[Entries provided]
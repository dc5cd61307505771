// MIT License
//
// Copyright (c) 2024 Jerome Johnson
//
// Permission is hereby granted, free of charge, to any person obtaining a copy
// of this software and associated documentation files (the "Software"), to deal
// in the Software without restriction, including without limitation the rights
// to use, copy, modify, merge, publish, distribute, sublicense, and/or sell
// copies of the Software, and to permit persons to whom the Software is
// furnished to do so, subject to the following conditions:
//
// The above copyright notice and this permission notice shall be included in all
// copies or substantial portions of the Software.
//
// THE SOFTWARE IS PROVIDED "AS IS", WITHOUT WARRANTY OF ANY KIND, EXPRESS OR
// IMPLIED, INCLUDING BUT NOT LIMITED TO THE WARRANTIES OF MERCHANTABILITY,
// FITNESS FOR A PARTICULAR PURPOSE AND NONINFRINGEMENT. IN NO EVENT SHALL THE
// AUTHORS OR COPYRIGHT HOLDERS BE LIABLE FOR ANY CLAIM, DAMAGES OR OTHER
// LIABILITY, WHETHER IN AN ACTION OF CONTRACT, TORT OR OTHERWISE, ARISING FROM,
// OUT OF OR IN CONNECTION WITH THE SOFTWARE OR THE USE OR OTHER DEALINGS IN THE
// SOFTWARE.


//! Filter pipeline composition
//!
//! A filter chain `{NAME|upper|cut:20:'…'}` desugars into nested
//! [`Expr::Filter`] nodes. The first filter listed wraps the raw expression and
//! every following filter wraps the previous result, so the chain above becomes
//! `cut(upper(NAME), 20, '…')`.
//!
//! Filters are looked up in a [`FilterCatalog`] while composing. A name the
//! catalog does not know is dropped with a [`Warning`]; the rest of the chain
//! still applies.

use regex::Regex;
use tracing::warn;

use crate::{
    error::{lcap, Warning},
    program::{Argument, Expr},
};

/// Names of the filters the runtime registers out of the box
pub const BUILTIN_FILTERS: &[&str] = &[
    "ceil",
    "floor",
    "protect",
    "safe",
    "ucfirst",
    "lcfirst",
    "invertCase",
    "maximize",
    "upper",
    "minimize",
    "lower",
    "trim",
    "nl2br",
    "slugify",
    "cut",
    "paragraphy",
    "void",
    "defaults",
];

/// Existence check for filters, consulted at compile time
pub trait FilterCatalog {
    fn exists(&self, name: &str) -> bool;
}

/// Catalog holding exactly [`BUILTIN_FILTERS`]
#[derive(Debug, Clone, Copy, Default)]
pub struct Builtins;

impl FilterCatalog for Builtins {
    fn exists(&self, name: &str) -> bool {
        BUILTIN_FILTERS.contains(&name)
    }
}

/// Catalog accepting every name, leaving the existence check to execution time.
/// Used when compiling ahead of time, before the runtime registry is known.
#[derive(Debug, Clone, Copy, Default)]
pub struct Deferred;

impl FilterCatalog for Deferred {
    fn exists(&self, _name: &str) -> bool {
        true
    }
}

/// Turns a bare filter argument or subscript into a typed argument: integers pass
/// through, anything else becomes a string
pub(crate) fn escape(raw: &str, integer: &Regex) -> Argument {
    if integer.is_match(raw) {
        if let Ok(value) = raw.parse::<i64>() {
            return Argument::Int(value);
        }
    }
    Argument::Str(raw.to_string())
}

/// Wraps `input` in the filters of `chain`, leftmost innermost
pub(crate) fn compose(
    input: Expr,
    chain: Vec<(&str, Vec<Argument>)>,
    catalog: &dyn FilterCatalog,
    near: &str,
    warnings: &mut Vec<Warning>,
) -> Expr {
    chain.into_iter().fold(input, |composed, (name, args)| {
        if !catalog.exists(name) {
            warn!(filter = name, near = lcap(near), "unknown filter ignored");
            warnings.push(Warning::UnknownFilter {
                name: name.to_string(),
                near: lcap(near).to_string(),
            });
            return composed;
        }
        Expr::Filter {
            name: name.to_string(),
            input: Box::new(composed),
            args,
        }
    })
}

#[cfg(test)]
mod tests {
    use super::*;
    use crate::program::{Access, Reference};

    fn x() -> Expr {
        Expr::Access(Access {
            reference: Reference::Var("X".to_string()),
            subscripts: vec![],
        })
    }

    fn integer() -> Regex {
        Regex::new("^[+-]?(0|[1-9][0-9]*)$").unwrap()
    }

    #[test]
    fn left_filter_is_innermost() {
        let mut warnings = vec![];
        let composed = compose(
            x(),
            vec![("upper", vec![]), ("trim", vec![])],
            &Builtins,
            "{X|upper|trim}",
            &mut warnings,
        );
        assert_eq!(composed.to_string(), "trim(upper(X))");
        assert!(warnings.is_empty());
    }

    #[test]
    fn unknown_filter_is_skipped() {
        let mut warnings = vec![];
        let skipped = compose(
            x(),
            vec![("bogus", vec![]), ("upper", vec![])],
            &Builtins,
            "{X|bogus|upper}",
            &mut warnings,
        );
        let plain = compose(x(), vec![("upper", vec![])], &Builtins, "{X|upper}", &mut vec![]);
        assert_eq!(skipped, plain);
        assert_eq!(
            warnings,
            vec![Warning::UnknownFilter {
                name: "bogus".to_string(),
                near: "{X|bogus|upper}".to_string()
            }]
        );
    }

    #[test]
    fn deferred_keeps_every_filter() {
        let mut warnings = vec![];
        let composed = compose(x(), vec![("custom", vec![])], &Deferred, "{X|custom}", &mut warnings);
        assert_eq!(composed.to_string(), "custom(X)");
        assert!(warnings.is_empty());
    }

    #[test]
    fn escapes_arguments() {
        let integer = integer();
        assert_eq!(escape("20", &integer), Argument::Int(20));
        assert_eq!(escape("-3", &integer), Argument::Int(-3));
        assert_eq!(escape("007", &integer), Argument::Str("007".to_string()));
        assert_eq!(escape("it's", &integer), Argument::Str("it's".to_string()));
        assert_eq!(
            escape("99999999999999999999", &integer),
            Argument::Str("99999999999999999999".to_string())
        );
    }
}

[Problem statement]
All records above are to be output again exactly as they stand.

[Written solution]
repository dc5cd61307505771
// MIT License
//
// Copyright (c) 2024 Jerome Johnson
//
// Permission is hereby granted, free of charge, to any person obtaining a copy
// of this software and associated documentation files (the "Software"), to deal
// in the Software without restriction, including without limitation the rights
// to use, copy, modify, merge, publish, distribute, sublicense, and/or sell
// copies of the Software, and to permit persons to whom the Software is
// furnished to do so, subject to the following conditions:
//
// The above copyright notice and this permission notice shall be included in all
// copies or substantial portions of the Software.
//
// THE SOFTWARE IS PROVIDED "AS IS", WITHOUT WARRANTY OF ANY KIND, EXPRESS OR
// IMPLIED, INCLUDING BUT NOT LIMITED TO THE WARRANTIES OF MERCHANTABILITY,
// FITNESS FOR A PARTICULAR PURPOSE AND NONINFRINGEMENT. IN NO EVENT SHALL THE
// AUTHORS OR COPYRIGHT HOLDERS BE LIABLE FOR ANY CLAIM, DAMAGES OR OTHER
// LIABILITY, WHETHER IN AN ACTION OF CONTRACT, TORT OR OTHERWISE, ARISING FROM,
// OUT OF OR IN CONNECTION WITH THE SOFTWARE OR THE USE OR OTHER DEALINGS IN THE
// SOFTWARE.


//! Filter pipeline composition
//!
//! A filter chain `{NAME|upper|cut:20:'…'}` desugars into nested
//! [`Expr::Filter`] nodes. The first filter listed wraps the raw expression and
//! every following filter wraps the previous result, so the chain above becomes
//! `cut(upper(NAME), 20, '…')`.
//!
//! Filters are looked up in a [`FilterCatalog`] while composing. A name the
//! catalog does not know is dropped with a [`Warning`]; the rest of the chain
//! still applies.

use regex::Regex;
use tracing::warn;

use crate::{
    error::{lcap, Warning},
    program::{Argument, Expr},
};

/// Names of the filters the runtime registers out of the box
pub const BUILTIN_FILTERS: &[&str] = &[
    "ceil",
    "floor",
    "protect",
    "safe",
    "ucfirst",
    "lcfirst",
    "invertCase",
    "maximize",
    "upper",
    "minimize",
    "lower",
    "trim",
    "nl2br",
    "slugify",
    "cut",
    "paragraphy",
    "void",
    "defaults",
];

/// Existence check for filters, consulted at compile time
pub trait FilterCatalog {
    fn exists(&self, name: &str) -> bool;
}

/// Catalog holding exactly [`BUILTIN_FILTERS`]
#[derive(Debug, Clone, Copy, Default)]
pub struct Builtins;

impl FilterCatalog for Builtins {
    fn exists(&self, name: &str) -> bool {
        BUILTIN_FILTERS.contains(&name)
    }
}

/// Catalog accepting every name, leaving the existence check to execution time.
/// Used when compiling ahead of time, before the runtime registry is known.
#[derive(Debug, Clone, Copy, Default)]
pub struct Deferred;

impl FilterCatalog for Deferred {
    fn exists(&self, _name: &str) -> bool {
        true
    }
}

/// Turns a bare filter argument or subscript into a typed argument: integers pass
/// through, anything else becomes a string
pub(crate) fn escape(raw: &str, integer: &Regex) -> Argument {
    if integer.is_match(raw) {
        if let Ok(value) = raw.parse::<i64>() {
            return Argument::Int(value);
        }
    }
    Argument::Str(raw.to_string())
}

/// Wraps `input` in the filters of `chain`, leftmost innermost
pub(crate) fn compose(
    input: Expr,
    chain: Vec<(&str, Vec<Argument>)>,
    catalog: &dyn FilterCatalog,
    near: &str,
    warnings: &mut Vec<Warning>,
) -> Expr {
    chain.into_iter().fold(input, |composed, (name, args)| {
        if !catalog.exists(name) {
            warn!(filter = name, near = lcap(near), "unknown filter ignored");
            warnings.push(Warning::UnknownFilter {
                name: name.to_string(),
                near: lcap(near).to_string(),
            });
            return composed;
        }
        Expr::Filter {
            name: name.to_string(),
            input: Box::new(composed),
            args,
        }
    })
}

#[cfg(test)]
mod tests {
    use super::*;
    use crate::program::{Access, Reference};

    fn x() -> Expr {
        Expr::Access(Access {
            reference: Reference::Var("X".to_string()),
            subscripts: vec![],
        })
    }

    fn integer() -> Regex {
        Regex::new("^[+-]?(0|[1-9][0-9]*)$").unwrap()
    }

    #[test]
    fn left_filter_is_innermost() {
        let mut warnings = vec![];
        let composed = compose(
            x(),
            vec![("upper", vec![]), ("trim", vec![])],
            &Builtins,
            "{X|upper|trim}",
            &mut warnings,
        );
        assert_eq!(composed.to_string(), "trim(upper(X))");
        assert!(warnings.is_empty());
    }

    #[test]
    fn unknown_filter_is_skipped() {
        let mut warnings = vec![];
        let skipped = compose(
            x(),
            vec![("bogus", vec![]), ("upper", vec![])],
            &Builtins,
            "{X|bogus|upper}",
            &mut warnings,
        );
        let plain = compose(x(), vec![("upper", vec![])], &Builtins, "{X|upper}", &mut vec![]);
        assert_eq!(skipped, plain);
        assert_eq!(
            warnings,
            vec![Warning::UnknownFilter {
                name: "bogus".to_string(),
                near: "{X|bogus|upper}".to_string()
            }]
        );
    }

    #[test]
    fn deferred_keeps_every_filter() {
        let mut warnings = vec![];
        let composed = compose(x(), vec![("custom", vec![])], &Deferred, "{X|custom}", &mut warnings);
        assert_eq!(composed.to_string(), "custom(X)");
        assert!(warnings.is_empty());
    }

    #[test]
    fn escapes_arguments() {
        let integer = integer();
        assert_eq!(escape("20", &integer), Argument::Int(20));
        assert_eq!(escape("-3", &integer), Argument::Int(-3));
        assert_eq!(escape("007", &integer), Argument::Str("007".to_string()));
        assert_eq!(escape("it's", &integer), Argument::Str("it's".to_string()));
        assert_eq!(
            escape("99999999999999999999", &integer),
            Argument::Str("99999999999999999999".to_string())
        );
    }
}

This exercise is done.